_Input data_
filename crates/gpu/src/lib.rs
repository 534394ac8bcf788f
pub mod camera;
pub mod renderer;

pub use camera::*;
pub use renderer::*;
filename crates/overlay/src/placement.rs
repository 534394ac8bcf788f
//! Positions objects at geographic coordinates.
//!
//! A placed object lives inside a geo group: the group carries the projected
//! position and the latitude scale, the object keeps its own local transform.

use foundation::math::mercator::{project_to_world, units_per_meter};
use foundation::math::Coordinate;
use scene::components::Transform;
use scene::entity::EntityId;
use scene::World;
use tracing::error;

use crate::config::PlacementOptions;
use crate::error::OverlayError;

/// The geo group wrapping `object`: the object itself if it is one, else its
/// direct parent if that is one.
pub fn resolve_geo_group(world: &World, object: EntityId) -> Option<EntityId> {
    if world.is_geo_group(object) {
        return Some(object);
    }
    world.parent(object).filter(|&p| world.is_geo_group(p))
}

/// Latitude scaling for this placement: an explicit option wins, then the
/// object's remembered preference, then `true`.
pub fn effective_scale_to_latitude(opts: &PlacementOptions, stored: Option<bool>) -> bool {
    opts.scale_to_latitude.or(stored).unwrap_or(true)
}

/// Moves the geo group wrapping `object` to `coordinate`.
///
/// Fails without touching the scene when `object` has no geo group.
pub fn place(
    world: &mut World,
    object: EntityId,
    coordinate: Coordinate,
    opts: &PlacementOptions,
) -> Result<Transform, OverlayError> {
    let Some(group) = resolve_geo_group(world, object) else {
        error!(%object, "cannot set geographic coordinates of an object without a geo group");
        return Err(OverlayError::MissingGeoGroup(object));
    };

    let stored = world.anchor(object).and_then(|a| a.scale_to_latitude);
    let scale_to_latitude = effective_scale_to_latitude(opts, stored);

    let mut scale = opts.pre_scale.to_vec3();
    if scale_to_latitude {
        scale = scale * units_per_meter(coordinate.lat);
    }
    let transform = Transform::translate(project_to_world(coordinate)).with_scale(scale);
    world.set_transform(group, transform);

    if let Some(anchor) = world.anchor_mut(object) {
        anchor.coordinate = Some(coordinate);
        anchor.scale_to_latitude = Some(scale_to_latitude);
    }
    Ok(transform)
}
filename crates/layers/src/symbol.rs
use std::collections::BTreeMap;

use scene::components::Drawable3D;
use scene::entity::EntityId;
use serde::Deserialize;

use crate::layer::{Layer, LayerId};
use crate::options::{PlacementOptions, PreScale};

/// Model instanced once per feature.
#[derive(Debug, Copy, Clone, PartialEq, Deserialize)]
#[serde(tag = "type", rename_all = "lowercase")]
pub enum ModelShape {
    Cube { size: f64 },
    Sphere { radius: f64 },
}

impl Default for ModelShape {
    fn default() -> Self {
        ModelShape::Cube { size: 1.0 }
    }
}

impl ModelShape {
    pub fn drawable(self) -> Drawable3D {
        match self {
            ModelShape::Cube { size } => Drawable3D::cube(size),
            ModelShape::Sphere { radius } => Drawable3D::sphere(radius),
        }
    }
}

#[derive(Debug, Clone, PartialEq, Deserialize)]
#[serde(rename_all = "camelCase")]
pub struct SymbolLayerOptions {
    #[serde(alias = "id")]
    pub name: String,
    #[serde(default)]
    pub model: ModelShape,
    #[serde(default)]
    pub scale: PreScale,
    #[serde(default = "default_true")]
    pub scale_with_map_projection: bool,
    /// Feature property that identifies a feature across source updates.
    #[serde(default = "default_key_property")]
    pub key_property: Option<String>,
}

fn default_true() -> bool {
    true
}

fn default_key_property() -> Option<String> {
    Some("id".to_string())
}

impl SymbolLayerOptions {
    pub fn new(name: impl Into<String>) -> Self {
        Self {
            name: name.into(),
            model: ModelShape::default(),
            scale: PreScale::default(),
            scale_with_map_projection: true,
            key_property: default_key_property(),
        }
    }

    pub fn with_model(mut self, model: ModelShape) -> Self {
        self.model = model;
        self
    }

    pub fn with_scale(mut self, scale: impl Into<PreScale>) -> Self {
        self.scale = scale.into();
        self
    }

    /// Placement options used for every feature of the layer.
    pub fn placement(&self) -> PlacementOptions {
        PlacementOptions::new()
            .with_pre_scale(self.scale)
            .with_scale_to_latitude(self.scale_with_map_projection)
    }
}

/// Named set of placed objects, one per source feature key.
#[derive(Debug, Clone, PartialEq)]
pub struct SymbolLayer {
    id: LayerId,
    options: SymbolLayerOptions,
    features: BTreeMap<String, EntityId>,
}

impl SymbolLayer {
    pub fn new(id: LayerId, options: SymbolLayerOptions) -> Self {
        Self {
            id,
            options,
            features: BTreeMap::new(),
        }
    }

    pub fn options(&self) -> &SymbolLayerOptions {
        &self.options
    }

    pub fn len(&self) -> usize {
        self.features.len()
    }

    pub fn is_empty(&self) -> bool {
        self.features.is_empty()
    }

    pub fn feature(&self, key: &str) -> Option<EntityId> {
        self.features.get(key).copied()
    }

    /// Features in key order.
    pub fn features(&self) -> impl Iterator<Item = (&str, EntityId)> + '_ {
        self.features.iter().map(|(k, e)| (k.as_str(), *e))
    }

    pub fn entities(&self) -> Vec<EntityId> {
        self.features.values().copied().collect()
    }

    /// Records the object placed for `key`, returning the one it replaces.
    pub fn insert_feature(&mut self, key: impl Into<String>, entity: EntityId) -> Option<EntityId> {
        self.features.insert(key.into(), entity)
    }

    pub fn remove_feature(&mut self, key: &str) -> Option<EntityId> {
        self.features.remove(key)
    }

    /// Drops features whose object fails `keep`.
    pub fn retain_entities(&mut self, mut keep: impl FnMut(EntityId) -> bool) {
        self.features.retain(|_, e| keep(*e));
    }
}

impl Layer for SymbolLayer {
    fn id(&self) -> LayerId {
        self.id
    }

    fn name(&self) -> &str {
        &self.options.name
    }
}

#[cfg(test)]
mod tests {
    use super::{ModelShape, SymbolLayer, SymbolLayerOptions};
    use crate::layer::{Layer, LayerId};
    use crate::options::PreScale;
    use foundation::handles::Handle;
    use pretty_assertions::assert_eq;
    use scene::entity::EntityId;
    use serde_json::json;

    #[test]
    fn options_deserialize_with_defaults() {
        let opts: SymbolLayerOptions =
            serde_json::from_value(json!({"id": "trees"})).expect("options");
        assert_eq!(opts, SymbolLayerOptions::new("trees"));
        assert_eq!(opts.placement().scale_to_latitude, Some(true));
    }

    #[test]
    fn options_deserialize_model_and_scale() {
        let opts: SymbolLayerOptions = serde_json::from_value(json!({
            "name": "poles",
            "model": {"type": "sphere", "radius": 2.0},
            "scale": [1, 2, 3],
            "scaleWithMapProjection": false,
            "keyProperty": null
        }))
        .expect("options");
        assert_eq!(opts.model, ModelShape::Sphere { radius: 2.0 });
        assert_eq!(opts.scale, PreScale::from([1.0, 2.0, 3.0]));
        assert!(!opts.scale_with_map_projection);
        assert_eq!(opts.key_property, None);
    }

    #[test]
    fn tracks_features_by_key() {
        let mut layer = SymbolLayer::new(LayerId(4), SymbolLayerOptions::new("pins"));
        let a = EntityId(Handle::new(1, 0));
        let b = EntityId(Handle::new(2, 0));
        assert_eq!(layer.insert_feature("b", b), None);
        assert_eq!(layer.insert_feature("a", a), None);
        assert_eq!(layer.id(), LayerId(4));
        assert_eq!(layer.name(), "pins");

        let keys: Vec<&str> = layer.features().map(|(k, _)| k).collect();
        assert_eq!(keys, vec!["a", "b"]);
        assert_eq!(layer.remove_feature("a"), Some(a));
        assert_eq!(layer.feature("a"), None);
        assert_eq!(layer.entities(), vec![b]);

        layer.retain_entities(|e| e != b);
        assert!(layer.is_empty());
    }
}
//! Turns per-frame hit lists into hover enter/leave callbacks.

use scene::EntitySet;
use scene::entity::EntityId;
use tracing::trace;

use crate::config::HoverComparison;

pub type MeshOverFn = Box<dyn FnMut(EntityId)>;
pub type MeshOutFn = Box<dyn FnMut()>;

/// User hooks fired by [`HoverDispatcher`]. Both are optional.
#[derive(Default)]
pub struct HoverCallbacks {
    mesh_over: Option<MeshOverFn>,
    mesh_out: Option<MeshOutFn>,
}

impl HoverCallbacks {
    pub fn new() -> Self {
        Self::default()
    }

    pub fn on_mesh_over(mut self, f: impl FnMut(EntityId) + 'static) -> Self {
        self.mesh_over = Some(Box::new(f));
        self
    }

    pub fn on_mesh_out(mut self, f: impl FnMut() + 'static) -> Self {
        self.mesh_out = Some(Box::new(f));
        self
    }
}

impl std::fmt::Debug for HoverCallbacks {
    fn fmt(&self, f: &mut std::fmt::Formatter<'_>) -> std::fmt::Result {
        f.debug_struct("HoverCallbacks")
            .field("mesh_over", &self.mesh_over.is_some())
            .field("mesh_out", &self.mesh_out.is_some())
            .finish()
    }
}

/// Callbacks fired by one [`HoverDispatcher::dispatch`] call.
#[derive(Debug, Copy, Clone, PartialEq, Eq, Default)]
pub struct HoverOutcome {
    pub over: usize,
    pub out: usize,
}

/// Tracks which meshes are under the pointer.
///
/// Until armed, dispatches only record the active list; no callbacks fire.
#[derive(Debug)]
pub struct HoverDispatcher {
    comparison: HoverComparison,
    armed: bool,
    active: Vec<EntityId>,
    callbacks: HoverCallbacks,
}

impl HoverDispatcher {
    pub fn new(comparison: HoverComparison, callbacks: HoverCallbacks) -> Self {
        Self {
            comparison,
            armed: false,
            active: Vec::new(),
            callbacks,
        }
    }

    pub fn arm(&mut self) {
        self.armed = true;
    }

    pub fn is_armed(&self) -> bool {
        self.armed
    }

    pub fn comparison(&self) -> HoverComparison {
        self.comparison
    }

    pub fn set_comparison(&mut self, comparison: HoverComparison) {
        self.comparison = comparison;
    }

    pub fn set_callbacks(&mut self, callbacks: HoverCallbacks) {
        self.callbacks = callbacks;
    }

    /// Meshes hit in the last dispatched frame, nearest first.
    pub fn active(&self) -> &[EntityId] {
        &self.active
    }

    /// Forgets the active list without firing anything.
    pub fn clear(&mut self) {
        self.active.clear();
    }

    /// Compares `hits` with the previous frame's hits and fires callbacks.
    ///
    /// While disarmed the hits still become the active list, so the first
    /// armed frame compares against what the pointer was already over.
    pub fn dispatch(&mut self, hits: &[EntityId]) -> HoverOutcome {
        let mut outcome = HoverOutcome::default();
        if !self.armed {
            self.active.clear();
            self.active.extend_from_slice(hits);
            return outcome;
        }
        match self.comparison {
            HoverComparison::Count => {
                if hits.len() != self.active.len() {
                    if hits.is_empty() {
                        self.fire_out(&mut outcome);
                    } else {
                        for &entity in hits {
                            self.fire_over(entity, &mut outcome);
                        }
                    }
                }
            }
            HoverComparison::Identity => {
                let previous: EntitySet = self.active.iter().copied().collect();
                for &entity in hits {
                    if !previous.contains(entity) {
                        self.fire_over(entity, &mut outcome);
                    }
                }
                if hits.is_empty() && !self.active.is_empty() {
                    self.fire_out(&mut outcome);
                }
            }
        }
        self.active.clear();
        self.active.extend_from_slice(hits);
        outcome
    }

    fn fire_over(&mut self, entity: EntityId, outcome: &mut HoverOutcome) {
        trace!(%entity, "mesh over");
        outcome.over += 1;
        if let Some(f) = self.callbacks.mesh_over.as_mut() {
            f(entity);
        }
    }

    fn fire_out(&mut self, outcome: &mut HoverOutcome) {
        trace!("mesh out");
        outcome.out += 1;
        if let Some(f) = self.callbacks.mesh_out.as_mut() {
            f();
        }
    }
}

_Try it_
Repeat the material word for word from its opening line up to and including the line containing "anchor.coordinate = Some(coordinate);".

_Solution for this problem_
filename crates/gpu/src/lib.rs
repository 534394ac8bcf788f
pub mod camera;
pub mod renderer;

pub use camera::*;
pub use renderer::*;
filename crates/overlay/src/placement.rs
repository 534394ac8bcf788f
//! Positions objects at geographic coordinates.
//!
//! A placed object lives inside a geo group: the group carries the projected
//! position and the latitude scale, the object keeps its own local transform.

use foundation::math::mercator::{project_to_world, units_per_meter};
use foundation::math::Coordinate;
use scene::components::Transform;
use scene::entity::EntityId;
use scene::World;
use tracing::error;

use crate::config::PlacementOptions;
use crate::error::OverlayError;

/// The geo group wrapping `object`: the object itself if it is one, else its
/// direct parent if that is one.
pub fn resolve_geo_group(world: &World, object: EntityId) -> Option<EntityId> {
    if world.is_geo_group(object) {
        return Some(object);
    }
    world.parent(object).filter(|&p| world.is_geo_group(p))
}

/// Latitude scaling for this placement: an explicit option wins, then the
/// object's remembered preference, then `true`.
pub fn effective_scale_to_latitude(opts: &PlacementOptions, stored: Option<bool>) -> bool {
    opts.scale_to_latitude.or(stored).unwrap_or(true)
}

/// Moves the geo group wrapping `object` to `coordinate`.
///
/// Fails without touching the scene when `object` has no geo group.
pub fn place(
    world: &mut World,
    object: EntityId,
    coordinate: Coordinate,
    opts: &PlacementOptions,
) -> Result<Transform, OverlayError> {
    let Some(group) = resolve_geo_group(world, object) else {
        error!(%object, "cannot set geographic coordinates of an object without a geo group");
        return Err(OverlayError::MissingGeoGroup(object));
    };

    let stored = world.anchor(object).and_then(|a| a.scale_to_latitude);
    let scale_to_latitude = effective_scale_to_latitude(opts, stored);

    let mut scale = opts.pre_scale.to_vec3();
    if scale_to_latitude {
        scale = scale * units_per_meter(coordinate.lat);
    }
    let transform = Transform::translate(project_to_world(coordinate)).with_scale(scale);
    world.set_transform(group, transform);

    if let Some(anchor) = world.anchor_mut(object) {
        anchor.coordinate = Some(coordinate);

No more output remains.